What Editing Costs (and Why)
Estimates (and final costs to clients) for editing depend on various factors:
- the length of manuscript or number of words
- the complexity or difficulty of the manuscript and editing task
- what type of editing is necessary and wanted by the client
- additional tasks and how much time they will take
- other business factors such as requests for rush jobs, repeat work, retainers
Different types of editing take more or less time and draw on different skills. For example, proofreading pages that have already been copyedited, designed, and laid out well takes less time usually than copyediting that same text for those pages. Doing a substantive edit for the text that eventually becomes those laid-out pages will also take longer than proofreading the resulting pages. Editing maps that appears on those pages is an additional task and takes additional time.
Editors and manuscripts vary; however, here’s what I use to estimate editing costs:
- common definitions of different editorial skills, from the Editors’ Association of Canada (EAC)
- a word count, in order to apply the formula of 1 standard draft/manuscript page = 250 words (Why?

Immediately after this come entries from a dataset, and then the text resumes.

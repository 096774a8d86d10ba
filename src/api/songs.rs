use axum::{
    Json,
    extract::{Multipart, State, multipart::MultipartRejection},
};
use serde::Deserialize;
use serde_json::{Value, json};
use tracing::{debug, info};
use uuid::Uuid;

use super::{ApiError, ApiQuery, AppState};
use crate::types::{NewSong, SongsBody, UploadSongResponse};

/// Largest accepted audio file.
pub const MAX_UPLOAD_BYTES: usize = 10 * 1024 * 1024;
const DEFAULT_EXTENSION: &str = "mp3";

/// Fields of the `/songs/upload` multipart form.
#[derive(Debug, Default)]
pub struct UploadForm {
    pub file_name: Option<String>,
    pub content_type: Option<String>,
    pub data: Vec<u8>,
    pub title: Option<String>,
    pub artist: Option<String>,
    pub album: Option<String>,
    pub genre: Option<String>,
    pub uploaded_by: Option<String>,
}

impl UploadForm {
    async fn read(mut multipart: Multipart) -> Result<Self, ApiError> {
        let mut form = UploadForm::default();

        while let Some(field) = multipart
            .next_field()
            .await
            .map_err(|e| ApiError::BadRequest(format!("Invalid multipart body: {e}")))?
        {
            let name = field.name().unwrap_or_default().to_string();
            if name == "file" {
                form.file_name = field.file_name().map(str::to_string);
                form.content_type = field.content_type().map(str::to_string);
                form.data = field
                    .bytes()
                    .await
                    .map_err(|e| ApiError::BadRequest(format!("Failed to read file: {e}")))?
                    .to_vec();
                continue;
            }

            let text = field
                .text()
                .await
                .map_err(|e| ApiError::BadRequest(format!("Invalid field '{name}': {e}")))?;
            let value = Some(text.trim().to_string()).filter(|v| !v.is_empty());
            match name.as_str() {
                "title" => form.title = value,
                "artist" => form.artist = value,
                "album" => form.album = value,
                "genre" => form.genre = value,
                "uploaded_by" => form.uploaded_by = value,
                _ => debug!(field = %name, "ignoring unknown upload field"),
            }
        }

        Ok(form)
    }

    /// Checks type, size and required fields; returns `(title, artist)`.
    pub fn validate(&self) -> Result<(String, String), ApiError> {
        let is_audio = self
            .content_type
            .as_deref()
            .is_some_and(|ct| ct.starts_with("audio/"));
        if !is_audio {
            return Err(ApiError::BadRequest(
                "File must be an audio file".to_string(),
            ));
        }
        if self.data.len() > MAX_UPLOAD_BYTES {
            return Err(ApiError::BadRequest(
                "File size must be less than 10MB".to_string(),
            ));
        }

        let title = self
            .title
            .clone()
            .ok_or_else(|| ApiError::BadRequest("title is required".to_string()))?;
        let artist = self
            .artist
            .clone()
            .ok_or_else(|| ApiError::BadRequest("artist is required".to_string()))?;
        Ok((title, artist))
    }
}

/// `{uuid}.{ext}`, keeping the uploaded file's extension when it has one.
pub fn storage_file_name(original: Option<&str>) -> String {
    let extension = original
        .and_then(|name| name.rsplit_once('.'))
        .map(|(_, ext)| ext)
        .filter(|ext| !ext.is_empty() && ext.chars().all(|c| c.is_ascii_alphanumeric()))
        .unwrap_or(DEFAULT_EXTENSION);
    format!("{}.{}", Uuid::new_v4(), extension.to_ascii_lowercase())
}

pub async fn upload_song(
    State(state): State<AppState>,
    multipart: Result<Multipart, MultipartRejection>,
) -> Result<Json<UploadSongResponse>, ApiError> {
    let form = UploadForm::read(multipart?).await?;
    let (title, artist) = form.validate()?;

    let file_name = storage_file_name(form.file_name.as_deref());
    let content_type = form.content_type.clone().unwrap_or_default();
    let size = form.data.len();
    let audio_url = state
        .store
        .upload_audio(&file_name, &content_type, form.data)
        .await?;

    let song = state
        .store
        .create_song(NewSong {
            title,
            artist,
            album: form.album,
            genre: form.genre,
            duration_ms: 0,
            audio_url,
            uploaded_by: form.uploaded_by,
            is_public: true,
        })
        .await?;

    info!(song_id = %song.id, file_name = %file_name, bytes = size, "song uploaded");
    Ok(Json(UploadSongResponse {
        success: true,
        song,
        message: "Song uploaded successfully".to_string(),
    }))
}

#[derive(Debug, Deserialize)]
pub struct SongsQuery {
    pub limit: Option<u32>,
}

pub async fn list_songs(
    State(state): State<AppState>,
    ApiQuery(query): ApiQuery<SongsQuery>,
) -> Result<Json<SongsBody>, ApiError> {
    let songs = state.store.list_songs(query.limit.unwrap_or(100)).await?;
    Ok(Json(SongsBody { songs }))
}

pub async fn featured_song_playlists(
    State(state): State<AppState>,
) -> Result<Json<Value>, ApiError> {
    let playlists = state.store.featured_playlists().await?;
    Ok(Json(json!({ "playlists": playlists })))
}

See below*.)
- general guides to editorial productivity rates (estimated pace), from the Editorial Freelancers Association and another guide from the EAC and quoting a US source; these estimates from American sources show a range of complexity and difficulty
- correspondence with the client about what the client wants
- an evaluation of at least some of the manuscript (if not all) and possibly a sample edit to determine what the manuscript needs and what time that will take
- an understanding of the process, best practices, possible pitfalls, etc.
- my rate
- over 25 years of experience, including records of many different projects and the editing time they required
For more about rates, what editing involves, and more, please see upcoming blogs or contact me.

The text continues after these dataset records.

//! # Spotify Integration Module
//!
//! Client for the parts of the Spotify Web API the backend proxies, plus the
//! OAuth token exchange in [`auth`].
//!
//! ## Request context
//!
//! There is no global client. A [`SpotifyClient`] is built per request from
//! the shared `reqwest::Client` (one connection pool for the whole process),
//! the API base URL and the caller's bearer token:
//!
//! ```text
//! HTTP handler --(bearer token)--> SpotifyClient::new(http, api_url, token)
//!                                        |
//!                                        v
//!                                  Spotify Web API
//! ```
//!
//! Callers with different tokens therefore never share mutable state.
//!
//! ## API Coverage
//!
//! - `GET /browse/featured-playlists` - [`SpotifyClient::featured_playlists`]
//! - `GET /me/playlists` - [`SpotifyClient::user_playlists`]
//! - `GET /playlists/{id}/tracks` - [`SpotifyClient::playlist_tracks`]
//! - `GET /audio-features` - [`SpotifyClient::audio_features`]
//! - `GET /me` - [`SpotifyClient::user_profile`]
//! - `GET /search` - [`SpotifyClient::search_tracks`]
//!
//! [`SpotifyClient::playlist_mood`] chains tracks, audio features and
//! [`crate::mood::calculate_mood`].
//!
//! ## Error Handling
//!
//! - **429 Too Many Requests**: waits for `Retry-After` when it is at most
//!   [`MAX_RETRY_AFTER_SECS`], otherwise gives up with
//!   [`SpotifyError::RateLimited`]
//! - **502 Bad Gateway**: retried after [`BAD_GATEWAY_RETRY_DELAY`]
//! - **401 Unauthorized**: [`SpotifyError::Unauthorized`], so the HTTP layer
//!   can tell the frontend to refresh its token
//!
//! Each request is attempted at most [`MAX_ATTEMPTS`] times.

pub mod auth;

use std::time::Duration;

use reqwest::{Client, StatusCode, header::HeaderMap};
use serde::de::DeserializeOwned;
use serde_json::Value;
use thiserror::Error;
use tokio::time::sleep;
use tracing::{debug, warn};

use crate::{
    mood::{self, AudioFeatures, MoodSummary},
    types::{
        AudioFeaturesResponse, FeaturedPlaylistsResponse, Paging, PlaylistTracksResponse,
        SearchResponse,
    },
};

pub const MAX_ATTEMPTS: u32 = 3;
pub const MAX_RETRY_AFTER_SECS: u64 = 120;
pub const BAD_GATEWAY_RETRY_DELAY: Duration = Duration::from_secs(1);
/// Spotify accepts at most this many ids per `/audio-features` call.
pub const MAX_FEATURE_IDS: usize = 100;
/// Number of tracks considered when inferring a playlist's mood.
pub const MOOD_TRACK_LIMIT: u32 = 50;

#[derive(Debug, Error)]
pub enum SpotifyError {
    #[error("request to Spotify failed: {0}")]
    Http(#[from] reqwest::Error),

    #[error("access token rejected by Spotify")]
    Unauthorized,

    #[error("rate limited by Spotify, retry after {retry_after} seconds")]
    RateLimited { retry_after: u64 },

    #[error("Spotify responded with {status}: {body}")]
    Status { status: StatusCode, body: String },

    #[error("no tracks found in playlist {0}")]
    EmptyPlaylist(String),

    #[error("invalid URL: {0}")]
    InvalidUrl(String),
}

/// Per-request Spotify Web API context.
#[derive(Debug, Clone)]
pub struct SpotifyClient {
    http: Client,
    api_url: String,
    token: String,
}

impl SpotifyClient {
    pub fn new(http: Client, api_url: impl Into<String>, token: impl Into<String>) -> Self {
        SpotifyClient {
            http,
            api_url: api_url.into().trim_end_matches('/').to_string(),
            token: token.into(),
        }
    }

    pub fn token(&self) -> &str {
        &self.token
    }

    pub async fn featured_playlists(&self, limit: u32) -> Result<Vec<Value>, SpotifyError> {
        let res: FeaturedPlaylistsResponse = self
            .get_json("/browse/featured-playlists", &[("limit", limit.to_string())])
            .await?;
        Ok(res.playlists.items)
    }

    pub async fn user_playlists(&self, limit: u32) -> Result<Vec<Value>, SpotifyError> {
        let res: Paging = self
            .get_json("/me/playlists", &[("limit", limit.to_string())])
            .await?;
        Ok(res.items)
    }

    /// Tracks of a playlist; entries whose `track` is `null` (removed or
    /// local tracks) are dropped.
    pub async fn playlist_tracks(
        &self,
        playlist_id: &str,
        limit: u32,
    ) -> Result<Vec<Value>, SpotifyError> {
        let path = format!("/playlists/{playlist_id}/tracks");
        let res: PlaylistTracksResponse = self
            .get_json(&path, &[("limit", limit.to_string())])
            .await?;
        Ok(res
            .items
            .into_iter()
            .filter_map(|item| item.track.filter(|t| !t.is_null()))
            .collect())
    }

    /// Audio features, one entry per sent id, `None` where Spotify has none.
    ///
    /// Only the first [`MAX_FEATURE_IDS`] ids are sent.
    pub async fn audio_features(
        &self,
        track_ids: &[String],
    ) -> Result<Vec<Option<AudioFeatures>>, SpotifyError> {
        if track_ids.is_empty() {
            return Ok(Vec::new());
        }

        let res: AudioFeaturesResponse = self
            .get_json("/audio-features", &[("ids", feature_ids_param(track_ids))])
            .await?;
        Ok(res.into_records())
    }

    pub async fn user_profile(&self) -> Result<Value, SpotifyError> {
        self.get_json("/me", &[]).await
    }

    pub async fn search_tracks(&self, query: &str, limit: u32) -> Result<Vec<Value>, SpotifyError> {
        let res: SearchResponse = self
            .get_json(
                "/search",
                &[
                    ("q", query.to_string()),
                    ("type", "track".to_string()),
                    ("limit", limit.to_string()),
                ],
            )
            .await?;
        Ok(res.tracks.items)
    }

    /// Infers the mood of a playlist from the audio features of its first
    /// [`MOOD_TRACK_LIMIT`] tracks.
    pub async fn playlist_mood(&self, playlist_id: &str) -> Result<MoodSummary, SpotifyError> {
        let tracks = self.playlist_tracks(playlist_id, MOOD_TRACK_LIMIT).await?;
        if tracks.is_empty() {
            return Err(SpotifyError::EmptyPlaylist(playlist_id.to_string()));
        }

        let track_ids = track_ids(&tracks);
        let records = self.audio_features(&track_ids).await?;
        debug!(
            playlist_id,
            tracks = tracks.len(),
            features = records.iter().flatten().count(),
            "computing playlist mood"
        );

        Ok(mood::calculate_mood(&records))
    }

    async fn get_json<T: DeserializeOwned>(
        &self,
        path: &str,
        query: &[(&str, String)],
    ) -> Result<T, SpotifyError> {
        let url = format!("{}{}", self.api_url, path);
        let mut attempt = 0;

        loop {
            attempt += 1;
            let response = self
                .http
                .get(&url)
                .bearer_auth(&self.token)
                .query(query)
                .send()
                .await?;

            let status = response.status();
            if status.is_success() {
                return Ok(response.json::<T>().await?);
            }

            match status {
                StatusCode::TOO_MANY_REQUESTS => {
                    let retry_after = retry_after_secs(response.headers());
                    if retry_after > MAX_RETRY_AFTER_SECS || attempt >= MAX_ATTEMPTS {
                        warn!(path, retry_after, attempt, "giving up on rate limited request");
                        return Err(SpotifyError::RateLimited { retry_after });
                    }
                    debug!(path, retry_after, "rate limited, waiting");
                    sleep(Duration::from_secs(retry_after)).await;
                }
                StatusCode::BAD_GATEWAY if attempt < MAX_ATTEMPTS => {
                    debug!(path, attempt, "bad gateway, retrying");
                    sleep(BAD_GATEWAY_RETRY_DELAY).await;
                }
                StatusCode::UNAUTHORIZED => return Err(SpotifyError::Unauthorized),
                _ => {
                    let body = response.text().await.unwrap_or_default();
                    return Err(SpotifyError::Status { status, body });
                }
            }
        }
    }
}

/// Ids of the tracks that have one, in playlist order.
pub fn track_ids(tracks: &[Value]) -> Vec<String> {
    tracks
        .iter()
        .filter_map(|t| t.get("id").and_then(Value::as_str))
        .filter(|id| !id.is_empty())
        .map(str::to_string)
        .collect()
}

fn feature_ids_param(track_ids: &[String]) -> String {
    track_ids
        .iter()
        .take(MAX_FEATURE_IDS)
        .map(String::as_str)
        .collect::<Vec<_>>()
        .join(",")
}

fn retry_after_secs(headers: &HeaderMap) -> u64 {
    headers
        .get("retry-after")
        .and_then(|v| v.to_str().ok())
        .and_then(|v| v.trim().parse::<u64>().ok())
        .unwrap_or(0)
}

#[cfg(test)]
mod tests {
    use reqwest::header::HeaderValue;
    use serde_json::json;

    use super::*;

    #[test]
    fn test_feature_ids_param_caps_at_limit() {
        let ids: Vec<String> = (0..150).map(|i| format!("t{i}")).collect();
        let param = feature_ids_param(&ids);
        assert_eq!(param.split(',').count(), MAX_FEATURE_IDS);
        assert!(param.starts_with("t0,t1,"));
        assert!(param.ends_with("t99"));
    }

    #[test]
    fn test_track_ids_skips_missing_ids() {
        let tracks = vec![
            json!({"id": "a", "name": "One"}),
            json!({"name": "local file"}),
            json!({"id": null}),
            json!({"id": ""}),
            json!({"id": "b"}),
        ];
        assert_eq!(track_ids(&tracks), vec!["a", "b"]);
    }

    #[test]
    fn test_retry_after_secs() {
        let mut headers = HeaderMap::new();
        assert_eq!(retry_after_secs(&headers), 0);

        headers.insert("retry-after", HeaderValue::from_static("7"));
        assert_eq!(retry_after_secs(&headers), 7);

        headers.insert("retry-after", HeaderValue::from_static("soon"));
        assert_eq!(retry_after_secs(&headers), 0);
    }

    #[test]
    fn test_client_trims_trailing_slash() {
        let client = SpotifyClient::new(Client::new(), "https://api.spotify.com/v1/", "tok");
        assert_eq!(client.api_url, "https://api.spotify.com/v1");
        assert_eq!(client.token(), "tok");
    }

    #[test]
    fn test_audio_features_response_records() {
        let res: AudioFeaturesResponse = serde_json::from_value(json!({
            "audio_features": [
                {"energy": 0.5, "valence": 0.6, "tempo": 110.0, "danceability": 0.7, "key": 5},
                null,
                {"energy": 0.5, "valence": 0.6}
            ]
        }))
        .unwrap();
        let records = res.into_records();
        assert_eq!(records.len(), 3);
        assert!(records[0].is_some());
        assert!(records[1].is_none());
        assert!(records[2].is_none());
    }
}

* A note about word counts: A standard guide for the length of a page helps editors compare apples with apples. For example, a manuscript that works out to 48 000 words = 192 standard manuscript pages even if it can be printed out in various type fonts and sizes to be 200, 150, or 120 pages. Those same 48 000 words might turn out to be 160 published pages. Whatever, the case, the 250 words/standard page formula ensures that editors can create and use guidelines effectively.